Work instructions:
Only the number is needed: the count of lines in the records with the word "Subtract".
[Start of Attachment]
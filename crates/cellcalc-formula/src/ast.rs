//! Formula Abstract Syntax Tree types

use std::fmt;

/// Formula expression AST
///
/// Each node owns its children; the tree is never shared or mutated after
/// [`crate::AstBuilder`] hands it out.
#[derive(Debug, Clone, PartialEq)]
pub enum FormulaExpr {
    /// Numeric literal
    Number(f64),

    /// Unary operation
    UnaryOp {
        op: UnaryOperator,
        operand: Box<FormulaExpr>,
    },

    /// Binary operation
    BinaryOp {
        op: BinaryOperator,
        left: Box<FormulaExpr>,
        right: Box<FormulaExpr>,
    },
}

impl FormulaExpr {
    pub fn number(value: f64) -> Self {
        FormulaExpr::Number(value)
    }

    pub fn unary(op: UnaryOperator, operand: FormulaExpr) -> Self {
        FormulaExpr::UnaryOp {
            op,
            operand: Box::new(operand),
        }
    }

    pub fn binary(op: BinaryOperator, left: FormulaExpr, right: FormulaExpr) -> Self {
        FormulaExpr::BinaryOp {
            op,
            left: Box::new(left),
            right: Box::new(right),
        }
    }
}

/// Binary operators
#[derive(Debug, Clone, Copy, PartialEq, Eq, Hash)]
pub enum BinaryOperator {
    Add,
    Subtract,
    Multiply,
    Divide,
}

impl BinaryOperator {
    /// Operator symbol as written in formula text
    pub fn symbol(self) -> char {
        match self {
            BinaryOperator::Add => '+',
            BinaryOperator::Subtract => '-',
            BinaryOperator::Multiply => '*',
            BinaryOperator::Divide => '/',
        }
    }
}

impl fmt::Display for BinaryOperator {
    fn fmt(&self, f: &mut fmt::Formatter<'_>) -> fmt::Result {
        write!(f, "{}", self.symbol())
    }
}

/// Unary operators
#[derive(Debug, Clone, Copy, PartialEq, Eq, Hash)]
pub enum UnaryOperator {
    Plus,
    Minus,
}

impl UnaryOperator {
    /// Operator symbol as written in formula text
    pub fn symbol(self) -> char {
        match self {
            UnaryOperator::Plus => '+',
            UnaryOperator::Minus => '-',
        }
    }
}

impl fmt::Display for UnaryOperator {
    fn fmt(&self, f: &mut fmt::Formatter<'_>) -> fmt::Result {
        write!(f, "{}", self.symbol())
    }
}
[End of Attachment]
[Start of Attachment]
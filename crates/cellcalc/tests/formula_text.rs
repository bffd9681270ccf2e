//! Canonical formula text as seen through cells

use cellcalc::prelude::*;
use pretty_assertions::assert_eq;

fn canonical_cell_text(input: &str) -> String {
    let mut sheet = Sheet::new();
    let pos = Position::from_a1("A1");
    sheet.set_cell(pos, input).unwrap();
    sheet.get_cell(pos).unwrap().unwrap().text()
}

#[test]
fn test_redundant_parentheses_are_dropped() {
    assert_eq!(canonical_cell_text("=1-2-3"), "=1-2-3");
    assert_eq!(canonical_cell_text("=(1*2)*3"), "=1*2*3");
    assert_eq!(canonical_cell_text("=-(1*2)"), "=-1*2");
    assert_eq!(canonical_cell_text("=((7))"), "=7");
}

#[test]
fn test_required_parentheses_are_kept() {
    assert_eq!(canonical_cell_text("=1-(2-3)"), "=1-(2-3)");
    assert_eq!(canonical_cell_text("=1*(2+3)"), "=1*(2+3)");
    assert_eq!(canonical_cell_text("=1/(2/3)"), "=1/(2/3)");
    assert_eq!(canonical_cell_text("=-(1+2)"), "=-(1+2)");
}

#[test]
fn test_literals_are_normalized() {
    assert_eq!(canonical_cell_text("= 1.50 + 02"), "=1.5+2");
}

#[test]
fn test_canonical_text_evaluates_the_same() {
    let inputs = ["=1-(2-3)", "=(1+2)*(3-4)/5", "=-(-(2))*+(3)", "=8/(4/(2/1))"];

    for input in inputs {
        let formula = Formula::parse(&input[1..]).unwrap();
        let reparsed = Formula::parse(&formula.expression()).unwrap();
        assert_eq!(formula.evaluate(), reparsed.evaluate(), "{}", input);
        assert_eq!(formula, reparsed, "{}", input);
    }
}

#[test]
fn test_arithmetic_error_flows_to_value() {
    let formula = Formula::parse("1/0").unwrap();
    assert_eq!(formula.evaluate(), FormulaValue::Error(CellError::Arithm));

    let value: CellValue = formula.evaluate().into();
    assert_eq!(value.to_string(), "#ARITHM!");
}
[End of Attachment]
Reply:
2